**DIRECTIONS FOR THIS TASK:** Across the whole listing, copy out every line that includes the string "wanted".

___ PROVIDED DATA

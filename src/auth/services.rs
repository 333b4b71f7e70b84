// src/auth/services.rs

use std::net::IpAddr;
use std::sync::Arc;

use login_governor_api::{LoginRequest, LoginResponse, UserType};

use super::governor::{GovernorError, LoginAttemptGovernor, normalize_identifier};
use super::jwt::JwtManager;
use super::password::PasswordManager;
use super::portal::{IdentifierField, Portal, PortalGuard};
use crate::config::StoreFailurePolicy;
use crate::error::AppError;
use crate::store::StoreError;
use crate::users::UserDirectory;

const MAX_IDENTIFIER_LEN: usize = 255;

enum Rejection {
    BadCredentials,
    WrongPortal(Portal),
}

pub struct AuthService {
    governor: LoginAttemptGovernor,
    users: Arc<dyn UserDirectory>,
    jwt_manager: JwtManager,
    store_failure_policy: StoreFailurePolicy,
}

impl AuthService {
    pub fn new(
        governor: LoginAttemptGovernor,
        users: Arc<dyn UserDirectory>,
        jwt_manager: JwtManager,
        store_failure_policy: StoreFailurePolicy,
    ) -> Self {
        Self {
            governor,
            users,
            jwt_manager,
            store_failure_policy,
        }
    }

    pub fn governor(&self) -> &LoginAttemptGovernor {
        &self.governor
    }

    /// Connexion via un portail
    pub fn login(
        &self,
        portal: Portal,
        request: &LoginRequest,
        ip: IpAddr,
    ) -> Result<LoginResponse, AppError> {
        let field = portal.identifier_field();
        let user_type = portal.user_type();
        let identifier = normalize_identifier(Self::identifier(field, request)?);
        Self::validate(field, &identifier, &request.password)?;

        self.ensure_allowed(field, &identifier, user_type, ip)?;

        let Some(user) = self.users.find(field, &identifier) else {
            tracing::info!(target: "security", %portal, %ip, "Login failed: unknown identifier");
            return Err(self.reject(field, &identifier, user_type, ip, Rejection::BadCredentials));
        };

        if let Err(wrong) = PortalGuard::check(portal, user.user_type) {
            tracing::warn!(
                target: "security",
                user_id = %user.id,
                account_type = %wrong.user_type,
                %portal,
                %ip,
                "Login failed: wrong portal"
            );
            return Err(self.reject(
                field,
                &identifier,
                user_type,
                ip,
                Rejection::WrongPortal(portal),
            ));
        }

        let password_matches = match PasswordManager::verify(&request.password, &user.password_hash)
        {
            Ok(matches) => matches,
            Err(e) => {
                tracing::error!(error = %e, user_id = %user.id, "Stored password hash is unusable");
                false
            }
        };

        if !password_matches || !user.is_active {
            tracing::info!(
                target: "security",
                user_id = %user.id,
                active = user.is_active,
                %portal,
                %ip,
                "Login failed: bad credentials"
            );
            return Err(self.reject(field, &identifier, user_type, ip, Rejection::BadCredentials));
        }

        // A failed clear leaves stale counters that expire on their own.
        if let Err(e) = self
            .governor
            .clear_failed_attempts(&identifier, user_type, ip)
        {
            tracing::error!(error = %e, user_id = %user.id, "Failed to clear login attempts");
        }

        let access_token = self
            .jwt_manager
            .generate_access_token(user.id, user.user_type)?;

        tracing::info!(target: "security", user_id = %user.id, %portal, %ip, "Login succeeded");

        Ok(LoginResponse {
            access_token,
            token_type: "Bearer".to_string(),
            expires_in: self.jwt_manager.expires_in_seconds(),
            user: user.into(),
        })
    }

    fn ensure_allowed(
        &self,
        field: IdentifierField,
        identifier: &str,
        user_type: UserType,
        ip: IpAddr,
    ) -> Result<(), AppError> {
        match self.governor.check_login_allowed(identifier, user_type, ip) {
            Ok(()) => Ok(()),
            Err(GovernorError::LockedOut {
                locked_until,
                retry_after_seconds,
            }) => Err(AppError::LockedOut {
                field,
                locked_until,
                retry_after_seconds,
            }),
            Err(GovernorError::Store(e)) => self.on_store_failure(e),
        }
    }

    /// Records the failure and builds the error the portal shows.
    fn reject(
        &self,
        field: IdentifierField,
        identifier: &str,
        user_type: UserType,
        ip: IpAddr,
        rejection: Rejection,
    ) -> AppError {
        let attempts_remaining = match self
            .governor
            .record_failed_attempt(identifier, user_type, ip)
        {
            Ok(outcome) => {
                if let Some(locked_until) = outcome.locked_until {
                    return AppError::LockedOut {
                        field,
                        locked_until,
                        retry_after_seconds: self.governor.retry_after_seconds(locked_until),
                    };
                }
                outcome.attempts_remaining
            }
            Err(GovernorError::LockedOut {
                locked_until,
                retry_after_seconds,
            }) => {
                return AppError::LockedOut {
                    field,
                    locked_until,
                    retry_after_seconds,
                };
            }
            Err(GovernorError::Store(e)) => match self.on_store_failure(e) {
                Ok(()) => None,
                Err(err) => return err,
            },
        };

        match rejection {
            Rejection::BadCredentials => AppError::InvalidCredentials {
                field,
                attempts_remaining,
            },
            Rejection::WrongPortal(portal) => AppError::WrongPortal {
                field,
                portal,
                attempts_remaining,
            },
        }
    }

    fn on_store_failure(&self, err: StoreError) -> Result<(), AppError> {
        match self.store_failure_policy {
            StoreFailurePolicy::Open => {
                tracing::warn!(error = %err, "Attempt store failed, continuing without lockout");
                Ok(())
            }
            StoreFailurePolicy::Closed => Err(AppError::from(err)),
        }
    }

    // === Helpers de validation ===

    /// The identifier posted under the portal's field. The other field is refused.
    fn identifier(field: IdentifierField, request: &LoginRequest) -> Result<&str, AppError> {
        let (wanted, other, other_field) = match field {
            IdentifierField::Email => (&request.email, &request.member_id, IdentifierField::MemberId),
            IdentifierField::MemberId => (&request.member_id, &request.email, IdentifierField::Email),
        };
        if other.is_some() {
            return Err(AppError::validation(format!(
                "{} is not accepted on this portal",
                other_field.as_str()
            )));
        }
        Ok(wanted.as_deref().unwrap_or_default())
    }

    fn validate(field: IdentifierField, identifier: &str, password: &str) -> Result<(), AppError> {
        if identifier.is_empty() {
            return Err(AppError::validation(format!("{} is required", field.as_str())));
        }
        if identifier.len() > MAX_IDENTIFIER_LEN {
            return Err(AppError::validation(format!("{} is too long", field.as_str())));
        }
        if field == IdentifierField::Email && !Self::is_valid_email(identifier) {
            return Err(AppError::InvalidEmail);
        }
        if password.is_empty() {
            return Err(AppError::validation("password is required"));
        }
        Ok(())
    }

    fn is_valid_email(email: &str) -> bool {
        match email.split_once('@') {
            Some((local, domain)) => {
                !local.is_empty() && domain.contains('.') && !domain.starts_with('.')
            }
            None => false,
        }
    }
}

______

**ANSWER BELOW:**
        let (wanted, other, other_field) = match field {
        Ok(wanted.as_deref().unwrap_or_default())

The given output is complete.